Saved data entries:

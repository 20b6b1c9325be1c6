//! Remediation action registry.
//!
//! A fixed, immutable map from [`ActionName`] to an implementation, built once
//! at process start and passed into the executor. The core calls actions
//! strictly by name; there is no discovery at runtime.

use std::collections::{BTreeMap, HashMap};
use std::future::Future;
use std::process::Stdio;
use std::sync::Arc;

use anyhow::{Context as _, Result};
use async_trait::async_trait;
use tokio::io::AsyncWriteExt;
use tokio::process::Command;
use tracing::debug;

use crate::config::CommandSpec;
use crate::types::{ActionName, FailureSignature};

/// A remediation function.
///
/// Implementations may be abandoned mid-flight when they exceed their timeout,
/// so they must be idempotent and keep their failure path side-effect-light.
#[async_trait]
pub trait RemediationAction: Send + Sync {
    /// Run the remediation. The returned string is a human-readable detail.
    async fn run(&self, signature: &FailureSignature) -> Result<String>;
}

/// Adapter for async closures.
pub struct FnAction<F> {
    f: F,
}

impl<F> FnAction<F> {
    pub fn new(f: F) -> Self {
        Self { f }
    }
}

#[async_trait]
impl<F, Fut> RemediationAction for FnAction<F>
where
    F: Fn(FailureSignature) -> Fut + Send + Sync,
    Fut: Future<Output = Result<String>> + Send,
{
    async fn run(&self, signature: &FailureSignature) -> Result<String> {
        (self.f)(signature.clone()).await
    }
}

/// Runs an external command with the signature as JSON on stdin.
///
/// `AUTOHEAL_FINGERPRINT` and `AUTOHEAL_CATEGORY` are set in its environment.
/// A non-zero exit status is a failure.
pub struct CommandAction {
    spec: CommandSpec,
}

impl CommandAction {
    #[must_use]
    pub fn new(spec: CommandSpec) -> Self {
        Self { spec }
    }
}

#[async_trait]
impl RemediationAction for CommandAction {
    async fn run(&self, signature: &FailureSignature) -> Result<String> {
        let payload = serde_json::to_vec(signature).context("Failed to serialize signature")?;

        let mut child = Command::new(&self.spec.program)
            .args(&self.spec.args)
            .env("AUTOHEAL_FINGERPRINT", &signature.fingerprint)
            .env("AUTOHEAL_CATEGORY", signature.category.as_str())
            .stdin(Stdio::piped())
            .stdout(Stdio::piped())
            .stderr(Stdio::piped())
            .spawn()
            .with_context(|| format!("Failed to spawn {}", self.spec.program))?;

        if let Some(mut stdin) = child.stdin.take() {
            stdin
                .write_all(&payload)
                .await
                .context("Failed to write signature to stdin")?;
        }

        let output = child
            .wait_with_output()
            .await
            .with_context(|| format!("Failed to wait for {}", self.spec.program))?;

        debug!(
            program = %self.spec.program,
            status = %output.status,
            "Remediation command finished"
        );

        if !output.status.success() {
            anyhow::bail!(
                "{} exited with {}: {}",
                self.spec.program,
                output.status,
                String::from_utf8_lossy(&output.stderr).trim()
            );
        }

        Ok(String::from_utf8_lossy(&output.stdout).trim().to_string())
    }
}

/// Immutable name → implementation map.
#[derive(Clone, Default)]
pub struct ActionRegistry {
    actions: HashMap<ActionName, Arc<dyn RemediationAction>>,
}

impl ActionRegistry {
    #[must_use]
    pub fn builder() -> ActionRegistryBuilder {
        ActionRegistryBuilder::default()
    }

    /// Build a registry of [`CommandAction`]s from configuration.
    #[must_use]
    pub fn from_commands(commands: &BTreeMap<ActionName, CommandSpec>) -> Self {
        commands
            .iter()
            .fold(Self::builder(), |builder, (name, spec)| {
                builder.register(*name, CommandAction::new(spec.clone()))
            })
            .build()
    }

    pub fn get(&self, name: ActionName) -> Option<Arc<dyn RemediationAction>> {
        self.actions.get(&name).cloned()
    }

    pub fn contains(&self, name: ActionName) -> bool {
        self.actions.contains_key(&name)
    }

    /// Registered names in declaration order.
    pub fn names(&self) -> Vec<ActionName> {
        let mut names: Vec<_> = self.actions.keys().copied().collect();
        names.sort();
        names
    }

    pub fn len(&self) -> usize {
        self.actions.len()
    }

    pub fn is_empty(&self) -> bool {
        self.actions.is_empty()
    }
}

impl std::fmt::Debug for ActionRegistry {
    fn fmt(&self, f: &mut std::fmt::Formatter<'_>) -> std::fmt::Result {
        f.debug_struct("ActionRegistry")
            .field("actions", &self.names())
            .finish()
    }
}

/// Collects implementations before freezing them into an [`ActionRegistry`].
#[derive(Default)]
pub struct ActionRegistryBuilder {
    actions: HashMap<ActionName, Arc<dyn RemediationAction>>,
}

impl ActionRegistryBuilder {
    /// Register an implementation, replacing any earlier one for `name`.
    #[must_use]
    pub fn register(mut self, name: ActionName, action: impl RemediationAction + 'static) -> Self {
        self.actions.insert(name, Arc::new(action));
        self
    }

    /// Register an async closure.
    #[must_use]
    pub fn register_fn<F, Fut>(self, name: ActionName, f: F) -> Self
    where
        F: Fn(FailureSignature) -> Fut + Send + Sync + 'static,
        Fut: Future<Output = Result<String>> + Send + 'static,
    {
        self.register(name, FnAction::new(f))
    }

    #[must_use]
    pub fn build(self) -> ActionRegistry {
        ActionRegistry {
            actions: self.actions,
        }
    }
}

#[cfg(test)]
pub(crate) mod tests {
    use super::*;
    use crate::types::{
        ErrorCategory, ErrorDetails, FailureContext, Method, Severity, SystemState,
    };
    use chrono::Utc;
    use uuid::Uuid;

    pub(crate) fn sample_signature() -> FailureSignature {
        let now = Utc::now();
        FailureSignature {
            id: Uuid::new_v4(),
            fingerprint: "0123456789abcdef".to_string(),
            timestamp: now,
            category: ErrorCategory::Network,
            severity: Severity::Low,
            context: FailureContext::new("/api/orders", Method::Get),
            error: ErrorDetails::new("Error", "ECONNRESET"),
            system_state: SystemState::default(),
            resolution: None,
            occurrence_count: 1,
            first_seen: now,
            last_seen: now,
        }
    }

    #[tokio::test]
    async fn test_builder_registers_closures() {
        let registry = ActionRegistry::builder()
            .register_fn(ActionName::RetryOperation, |sig: FailureSignature| async move {
                Ok(format!("retried {}", sig.fingerprint))
            })
            .build();

        assert!(registry.contains(ActionName::RetryOperation));
        assert!(!registry.contains(ActionName::ClearCache));
        assert_eq!(registry.len(), 1);

        let action = registry.get(ActionName::RetryOperation).unwrap();
        let detail = action.run(&sample_signature()).await.unwrap();
        assert_eq!(detail, "retried 0123456789abcdef");
    }

    #[test]
    fn test_from_commands() {
        let mut commands = BTreeMap::new();
        commands.insert(
            ActionName::ClearCache,
            CommandSpec {
                program: "true".to_string(),
                args: vec![],
            },
        );
        let registry = ActionRegistry::from_commands(&commands);
        assert_eq!(registry.names(), vec![ActionName::ClearCache]);
    }

    #[cfg(unix)]
    #[tokio::test]
    async fn test_command_action_reads_stdin_and_env() {
        let action = CommandAction::new(CommandSpec {
            program: "sh".to_string(),
            args: vec![
                "-c".to_string(),
                "cat >/dev/null; echo \"fixed $AUTOHEAL_CATEGORY\"".to_string(),
            ],
        });
        let detail = action.run(&sample_signature()).await.unwrap();
        assert_eq!(detail, "fixed network");
    }

    #[cfg(unix)]
    #[tokio::test]
    async fn test_command_action_nonzero_exit_fails() {
        let action = CommandAction::new(CommandSpec {
            program: "sh".to_string(),
            args: vec!["-c".to_string(), "echo nope >&2; exit 3".to_string()],
        });
        let err = action.run(&sample_signature()).await.unwrap_err();
        assert!(err.to_string().contains("nope"));
    }
}
//! Per-call activation frames.

use std::cell::RefCell;
use std::rc::Rc;

use anyhow::{Result, bail};

use crate::val::Value;
use crate::vm::bytecode::Proto;
use crate::vm::insn::{Insn, KIdx, RK, Reg};

/// The mutable state of one invocation: a register file sized to the
/// prototype's budget, an instruction pointer, the captured upvalue
/// cells, and a buffer the `Return` instruction fills for the caller.
pub struct Frame {
    pub proto: Rc<Proto>,
    pub upvals: Vec<Rc<RefCell<Value>>>,
    regs: Vec<Value>,
    pub pc: usize,
    /// Caller register where returned values land.
    pub(crate) ret_dst: u16,
    /// How many result slots the caller expects filled.
    pub(crate) ret_expect: u8,
    pub(crate) ret_buf: Vec<Value>,
}

impl Frame {
    pub fn new(
        proto: Rc<Proto>,
        upvals: Vec<Rc<RefCell<Value>>>,
        args: Vec<Value>,
        ret_dst: u16,
        ret_expect: u8,
    ) -> Self {
        let mut regs = vec![Value::Nil; proto.n_regs as usize];
        // Arguments land in the parameter registers; extras are dropped
        // and missing parameters stay nil.
        let n = args.len().min(proto.n_params as usize);
        for (slot, arg) in regs.iter_mut().zip(args.into_iter().take(n)) {
            *slot = arg;
        }
        Self {
            proto,
            upvals,
            regs,
            pc: 0,
            ret_dst,
            ret_expect,
            ret_buf: Vec::new(),
        }
    }

    /// Read the next instruction and advance the instruction pointer.
    pub fn fetch(&mut self) -> Result<Insn<Reg>> {
        match self.proto.code.get(self.pc) {
            Some(insn) => {
                self.pc += 1;
                Ok(*insn)
            }
            None => bail!(
                "instruction pointer {} past end of code ({})",
                self.pc,
                self.proto.code.len()
            ),
        }
    }

    pub fn r(&self, reg: Reg) -> Result<&Value> {
        match self.regs.get(reg.0 as usize) {
            Some(v) => Ok(v),
            None => bail!("register {} out of range (budget {})", reg.0, self.regs.len()),
        }
    }

    pub fn set(&mut self, reg: Reg, value: Value) -> Result<()> {
        match self.regs.get_mut(reg.0 as usize) {
            Some(slot) => {
                *slot = value;
                Ok(())
            }
            None => bail!("register {} out of range (budget {})", reg.0, self.regs.len()),
        }
    }

    /// Register peek without an error path, for disassembly annotation.
    pub fn reg(&self, idx: u16) -> Option<&Value> {
        self.regs.get(idx as usize)
    }

    pub fn k(&self, k: KIdx) -> Result<Value> {
        match self.proto.consts.get(k.0 as usize) {
            Some(c) => Ok(c.to_value()),
            None => bail!("constant {} out of range (pool {})", k.0, self.proto.consts.len()),
        }
    }

    pub fn k_str(&self, k: KIdx) -> Result<Rc<str>> {
        match self.proto.consts.get(k.0 as usize).and_then(|c| c.as_str()) {
            Some(s) => Ok(s.into()),
            None => bail!("constant {} is not a string", k.0),
        }
    }

    /// Resolve a register-or-constant operand to a value.
    pub fn rk(&self, operand: RK<Reg>) -> Result<Value> {
        match operand {
            RK::R(r) => Ok(self.r(r)?.clone()),
            RK::K(k) => self.k(k),
        }
    }
}
pub mod ast;
pub mod op;
pub mod val;
pub mod vm;
use super::*;

#[test]
fn test_vm_while_accumulate() {
    // x = 0; i = 0; while i < 3 do x = x + 2; i = i + 1 end; return x
    let block = Block::with_ret(
        vec![
            assign("x", Expr::num(0.0)),
            assign("i", Expr::num(0.0)),
            Stmt::While {
                cond: Expr::bin(Expr::name("i"), BinOp::Lt, Expr::num(3.0)),
                body: Block::new(vec![
                    assign("x", Expr::bin(Expr::name("x"), BinOp::Add, Expr::num(2.0))),
                    assign("i", Expr::bin(Expr::name("i"), BinOp::Add, Expr::num(1.0))),
                ]),
            },
        ],
        vec![Expr::name("x")],
    );
    assert_eq!(exec_one(&block), Value::Num(6.0));
}

#[test]
fn test_vm_while_false_never_runs() {
    // x = 1; while false do x = 2 end; return x
    let block = Block::with_ret(
        vec![
            assign("x", Expr::num(1.0)),
            Stmt::While {
                cond: Expr::bool(false),
                body: Block::new(vec![assign("x", Expr::num(2.0))]),
            },
        ],
        vec![Expr::name("x")],
    );
    assert_eq!(exec_one(&block), Value::Num(1.0));
}

#[test]
fn test_vm_if_elseif_else_chain() {
    // if n == 1 then r = "one" elseif n == 2 then r = "two" else r = "many" end
    let pick = |n: f64| {
        let block = Block::with_ret(
            vec![
                assign("n", Expr::num(n)),
                Stmt::If {
                    arms: vec![
                        (
                            Expr::bin(Expr::name("n"), BinOp::Eq, Expr::num(1.0)),
                            Block::new(vec![assign("r", Expr::str("one"))]),
                        ),
                        (
                            Expr::bin(Expr::name("n"), BinOp::Eq, Expr::num(2.0)),
                            Block::new(vec![assign("r", Expr::str("two"))]),
                        ),
                    ],
                    else_body: Some(Block::new(vec![assign("r", Expr::str("many"))])),
                },
            ],
            vec![Expr::name("r")],
        );
        exec_one(&block)
    };
    assert_eq!(pick(1.0), Value::str("one"));
    assert_eq!(pick(2.0), Value::str("two"));
    assert_eq!(pick(7.0), Value::str("many"));
}

#[test]
fn test_vm_if_without_else_falls_through() {
    // x = 1; if false then x = 2 end; return x
    let block = Block::with_ret(
        vec![
            assign("x", Expr::num(1.0)),
            Stmt::If {
                arms: vec![(Expr::bool(false), Block::new(vec![assign("x", Expr::num(2.0))]))],
                else_body: None,
            },
        ],
        vec![Expr::name("x")],
    );
    assert_eq!(exec_one(&block), Value::Num(1.0));
}

fn for_loop_body_count(start: f64, limit: f64, step: Option<f64>) -> (Value, Value) {
    // n = 0; last = nil; for i = start, limit[, step] do n = n + 1; last = i end
    let block = Block::with_ret(
        vec![
            assign("n", Expr::num(0.0)),
            assign("last", Expr::nil()),
            Stmt::NumericFor {
                var: "i".to_string(),
                start: Expr::num(start),
                limit: Expr::num(limit),
                step: step.map(Expr::num),
                body: Block::new(vec![
                    assign("n", Expr::bin(Expr::name("n"), BinOp::Add, Expr::num(1.0))),
                    assign("last", Expr::name("i")),
                ]),
            },
        ],
        vec![Expr::name("n"), Expr::name("last")],
    );
    let mut values = exec(&block);
    let last = values.pop().unwrap();
    (values.pop().unwrap(), last)
}

#[test]
fn test_vm_numeric_for_counts_inclusive() {
    let (n, last) = for_loop_body_count(1.0, 5.0, None);
    assert_eq!(n, Value::Num(5.0));
    assert_eq!(last, Value::Num(5.0));
}

#[test]
fn test_vm_numeric_for_zero_trip() {
    let (n, last) = for_loop_body_count(5.0, 1.0, None);
    assert_eq!(n, Value::Num(0.0));
    assert_eq!(last, Value::Nil);
}

#[test]
fn test_vm_numeric_for_step() {
    // for i = 1, 6, 2 runs for 1, 3, 5
    let (n, last) = for_loop_body_count(1.0, 6.0, Some(2.0));
    assert_eq!(n, Value::Num(3.0));
    assert_eq!(last, Value::Num(5.0));
}

#[test]
fn test_vm_numeric_for_zero_step_past_limit_terminates() {
    // for i = 1, 0, 0 runs zero times; a zero step counts as forward.
    let (n, last) = for_loop_body_count(1.0, 0.0, Some(0.0));
    assert_eq!(n, Value::Num(0.0));
    assert_eq!(last, Value::Nil);
}

#[test]
fn test_vm_numeric_for_negative_step() {
    let (n, last) = for_loop_body_count(3.0, 1.0, Some(-1.0));
    assert_eq!(n, Value::Num(3.0));
    assert_eq!(last, Value::Num(1.0));
}

#[test]
fn test_vm_numeric_for_non_numeric_limit_errors() {
    let block = Block::new(vec![Stmt::NumericFor {
        var: "i".to_string(),
        start: Expr::num(1.0),
        limit: Expr::str("ten"),
        step: None,
        body: Block::new(vec![]),
    }]);
    let err = Vm::new().exec(&block).unwrap_err();
    assert!(err.to_string().contains("'for' limit must be a number"));
}

#[test]
fn test_vm_short_circuit_skips_right_side() {
    // `boom` is nil; calling it would be a type error, but the right
    // side must never run. return false and boom(), true or boom()
    let block = Block::with_ret(
        vec![],
        vec![
            Expr::bin(
                Expr::bool(false),
                BinOp::And,
                Expr::call(Expr::name("boom"), vec![]),
            ),
            Expr::bin(
                Expr::bool(true),
                BinOp::Or,
                Expr::call(Expr::name("boom"), vec![]),
            ),
        ],
    );
    assert_eq!(exec(&block), vec![Value::Bool(false), Value::Bool(true)]);
}

#[test]
fn test_vm_and_or_yield_operand_values() {
    // non-boolean operands pass through: return 1 and 2, nil or "x"
    let block = Block::with_ret(
        vec![],
        vec![
            Expr::bin(Expr::num(1.0), BinOp::And, Expr::num(2.0)),
            Expr::bin(Expr::nil(), BinOp::Or, Expr::str("x")),
        ],
    );
    assert_eq!(exec(&block), vec![Value::Num(2.0), Value::str("x")]);
}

What is required >>
Go through the entries above and pull out each line with "retried" in it.

Solution to the exercise >>
                Ok(format!("retried {}", sig.fingerprint))
        assert_eq!(detail, "retried 0123456789abcdef");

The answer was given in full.